Begin at the line below that has "async fn delete(&self, url: &str) -> Result<bool, StoreError>;" and stop after the line that has "fn key_file_name(url: &str)". Please restate only those lines, word for word.
[Given data Boundary: Start]
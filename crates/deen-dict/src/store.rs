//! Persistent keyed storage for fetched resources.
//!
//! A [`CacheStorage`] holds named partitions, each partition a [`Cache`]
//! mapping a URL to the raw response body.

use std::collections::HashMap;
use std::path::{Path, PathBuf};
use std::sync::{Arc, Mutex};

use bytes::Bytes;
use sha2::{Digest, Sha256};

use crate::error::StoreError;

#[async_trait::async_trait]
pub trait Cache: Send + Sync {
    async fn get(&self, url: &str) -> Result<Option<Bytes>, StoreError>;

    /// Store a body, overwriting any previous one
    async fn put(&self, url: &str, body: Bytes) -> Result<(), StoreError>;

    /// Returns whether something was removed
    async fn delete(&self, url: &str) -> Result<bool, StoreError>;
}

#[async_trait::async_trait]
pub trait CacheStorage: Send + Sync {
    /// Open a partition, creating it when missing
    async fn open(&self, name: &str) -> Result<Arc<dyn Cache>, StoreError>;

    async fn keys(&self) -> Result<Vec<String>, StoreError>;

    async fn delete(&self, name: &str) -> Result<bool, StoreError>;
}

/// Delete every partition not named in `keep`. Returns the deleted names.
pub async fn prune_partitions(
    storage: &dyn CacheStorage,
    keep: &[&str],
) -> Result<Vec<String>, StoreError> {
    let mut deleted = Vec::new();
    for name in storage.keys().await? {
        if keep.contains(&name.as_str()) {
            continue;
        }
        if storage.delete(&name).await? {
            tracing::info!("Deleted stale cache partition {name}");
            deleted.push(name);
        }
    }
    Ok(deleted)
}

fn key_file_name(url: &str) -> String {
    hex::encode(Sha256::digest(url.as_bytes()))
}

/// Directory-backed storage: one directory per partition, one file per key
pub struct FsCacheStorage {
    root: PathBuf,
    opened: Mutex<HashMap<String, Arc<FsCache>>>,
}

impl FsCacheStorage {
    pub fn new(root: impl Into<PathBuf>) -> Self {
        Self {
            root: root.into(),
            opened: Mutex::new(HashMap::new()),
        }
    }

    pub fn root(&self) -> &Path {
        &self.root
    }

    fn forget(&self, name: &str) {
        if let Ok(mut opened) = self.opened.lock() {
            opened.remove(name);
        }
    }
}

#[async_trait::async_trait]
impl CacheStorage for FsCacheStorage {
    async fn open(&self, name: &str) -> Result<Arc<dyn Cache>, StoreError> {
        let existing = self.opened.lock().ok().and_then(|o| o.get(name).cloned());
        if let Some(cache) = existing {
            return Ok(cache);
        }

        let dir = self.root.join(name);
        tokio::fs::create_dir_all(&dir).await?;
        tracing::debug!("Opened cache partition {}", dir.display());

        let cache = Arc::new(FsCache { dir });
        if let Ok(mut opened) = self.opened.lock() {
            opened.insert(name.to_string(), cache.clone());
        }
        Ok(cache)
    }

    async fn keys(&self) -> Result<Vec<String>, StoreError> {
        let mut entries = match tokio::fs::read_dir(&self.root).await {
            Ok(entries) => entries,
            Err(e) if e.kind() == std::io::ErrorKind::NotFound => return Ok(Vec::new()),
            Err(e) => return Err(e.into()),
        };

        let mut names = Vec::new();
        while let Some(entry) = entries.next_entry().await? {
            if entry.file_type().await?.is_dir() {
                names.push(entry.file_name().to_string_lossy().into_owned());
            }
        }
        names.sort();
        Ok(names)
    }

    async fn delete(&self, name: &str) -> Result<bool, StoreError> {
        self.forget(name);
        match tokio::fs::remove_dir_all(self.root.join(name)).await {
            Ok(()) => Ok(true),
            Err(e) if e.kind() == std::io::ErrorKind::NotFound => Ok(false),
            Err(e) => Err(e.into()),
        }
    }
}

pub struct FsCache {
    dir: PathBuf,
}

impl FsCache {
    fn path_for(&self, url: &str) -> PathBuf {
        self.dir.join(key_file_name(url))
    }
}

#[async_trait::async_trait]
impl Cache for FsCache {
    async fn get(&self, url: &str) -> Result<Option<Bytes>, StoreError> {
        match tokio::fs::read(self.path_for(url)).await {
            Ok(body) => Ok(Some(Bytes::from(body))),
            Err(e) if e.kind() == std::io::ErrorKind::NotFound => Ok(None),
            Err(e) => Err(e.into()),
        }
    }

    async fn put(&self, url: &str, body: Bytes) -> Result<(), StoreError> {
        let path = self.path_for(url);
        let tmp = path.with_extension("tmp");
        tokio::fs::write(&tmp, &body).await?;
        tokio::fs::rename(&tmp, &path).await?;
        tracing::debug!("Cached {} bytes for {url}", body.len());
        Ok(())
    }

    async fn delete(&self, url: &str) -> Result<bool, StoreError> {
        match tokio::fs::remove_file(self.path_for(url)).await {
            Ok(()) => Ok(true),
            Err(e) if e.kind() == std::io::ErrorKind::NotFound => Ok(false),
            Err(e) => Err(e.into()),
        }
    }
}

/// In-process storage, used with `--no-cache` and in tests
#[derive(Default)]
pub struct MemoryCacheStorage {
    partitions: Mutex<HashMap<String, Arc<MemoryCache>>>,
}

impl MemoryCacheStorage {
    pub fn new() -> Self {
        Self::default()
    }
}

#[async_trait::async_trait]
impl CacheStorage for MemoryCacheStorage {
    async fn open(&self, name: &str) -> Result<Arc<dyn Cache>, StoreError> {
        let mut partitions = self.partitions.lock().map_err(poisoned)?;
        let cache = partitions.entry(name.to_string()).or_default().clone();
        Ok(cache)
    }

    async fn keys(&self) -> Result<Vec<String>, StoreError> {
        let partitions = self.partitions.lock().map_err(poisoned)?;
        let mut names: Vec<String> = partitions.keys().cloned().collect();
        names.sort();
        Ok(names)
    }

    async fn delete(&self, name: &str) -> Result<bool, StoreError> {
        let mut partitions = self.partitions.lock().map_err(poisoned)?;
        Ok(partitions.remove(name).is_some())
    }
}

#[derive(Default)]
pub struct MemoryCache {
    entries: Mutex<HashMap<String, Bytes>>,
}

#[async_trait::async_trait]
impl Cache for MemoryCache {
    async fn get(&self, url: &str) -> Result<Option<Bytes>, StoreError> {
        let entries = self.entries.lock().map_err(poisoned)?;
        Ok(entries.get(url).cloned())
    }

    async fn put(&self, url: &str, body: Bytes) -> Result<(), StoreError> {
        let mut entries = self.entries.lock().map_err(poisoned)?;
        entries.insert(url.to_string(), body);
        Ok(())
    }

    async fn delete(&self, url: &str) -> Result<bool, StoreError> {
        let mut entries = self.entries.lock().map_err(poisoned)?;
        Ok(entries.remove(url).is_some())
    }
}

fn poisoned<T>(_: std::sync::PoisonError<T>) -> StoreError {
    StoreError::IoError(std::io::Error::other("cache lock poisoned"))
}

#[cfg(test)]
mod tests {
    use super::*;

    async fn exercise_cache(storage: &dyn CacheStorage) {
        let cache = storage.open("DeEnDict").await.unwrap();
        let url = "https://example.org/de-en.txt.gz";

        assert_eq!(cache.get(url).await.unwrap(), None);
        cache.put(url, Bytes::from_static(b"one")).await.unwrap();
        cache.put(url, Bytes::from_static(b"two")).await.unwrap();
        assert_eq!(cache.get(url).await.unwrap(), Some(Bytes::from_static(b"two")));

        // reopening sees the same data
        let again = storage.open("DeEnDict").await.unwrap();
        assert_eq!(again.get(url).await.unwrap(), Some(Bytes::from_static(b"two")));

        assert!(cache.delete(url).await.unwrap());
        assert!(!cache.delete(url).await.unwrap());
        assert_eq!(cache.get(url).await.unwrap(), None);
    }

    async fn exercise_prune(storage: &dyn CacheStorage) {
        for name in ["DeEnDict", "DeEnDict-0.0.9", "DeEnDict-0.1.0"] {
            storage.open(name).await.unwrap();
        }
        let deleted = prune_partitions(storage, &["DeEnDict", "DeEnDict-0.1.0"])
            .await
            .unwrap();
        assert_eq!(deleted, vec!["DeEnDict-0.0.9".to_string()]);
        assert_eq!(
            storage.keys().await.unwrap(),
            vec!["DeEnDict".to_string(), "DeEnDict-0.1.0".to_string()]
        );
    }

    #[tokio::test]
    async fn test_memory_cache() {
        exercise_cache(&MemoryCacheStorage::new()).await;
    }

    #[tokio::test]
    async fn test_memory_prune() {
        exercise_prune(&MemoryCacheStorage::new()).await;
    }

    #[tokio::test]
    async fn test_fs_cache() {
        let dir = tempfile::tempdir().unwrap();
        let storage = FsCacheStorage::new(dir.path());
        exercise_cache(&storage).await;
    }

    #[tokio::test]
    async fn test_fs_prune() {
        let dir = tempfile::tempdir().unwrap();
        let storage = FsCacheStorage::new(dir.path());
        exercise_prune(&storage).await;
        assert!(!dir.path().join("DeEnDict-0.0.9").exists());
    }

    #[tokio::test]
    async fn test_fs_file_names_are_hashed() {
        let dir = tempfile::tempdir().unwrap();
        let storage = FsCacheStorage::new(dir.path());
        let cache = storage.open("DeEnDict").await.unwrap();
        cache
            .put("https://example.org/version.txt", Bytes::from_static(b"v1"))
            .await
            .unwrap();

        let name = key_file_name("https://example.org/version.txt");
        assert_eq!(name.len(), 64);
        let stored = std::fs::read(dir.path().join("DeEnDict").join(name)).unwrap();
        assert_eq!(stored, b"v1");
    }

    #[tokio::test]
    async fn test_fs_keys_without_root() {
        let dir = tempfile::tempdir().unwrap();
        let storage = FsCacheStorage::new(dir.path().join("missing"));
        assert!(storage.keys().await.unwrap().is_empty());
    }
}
[Given data Boundary: End]
**Reply**
    async fn delete(&self, url: &str) -> Result<bool, StoreError>;
}

#[async_trait::async_trait]
pub trait CacheStorage: Send + Sync {
    /// Open a partition, creating it when missing
    async fn open(&self, name: &str) -> Result<Arc<dyn Cache>, StoreError>;

    async fn keys(&self) -> Result<Vec<String>, StoreError>;

    async fn delete(&self, name: &str) -> Result<bool, StoreError>;
}

/// Delete every partition not named in `keep`. Returns the deleted names.
pub async fn prune_partitions(
    storage: &dyn CacheStorage,
    keep: &[&str],
) -> Result<Vec<String>, StoreError> {
    let mut deleted = Vec::new();
    for name in storage.keys().await? {
        if keep.contains(&name.as_str()) {
            continue;
        }
        if storage.delete(&name).await? {
            tracing::info!("Deleted stale cache partition {name}");
            deleted.push(name);
        }
    }
    Ok(deleted)
}

fn key_file_name(url: &str) -> String {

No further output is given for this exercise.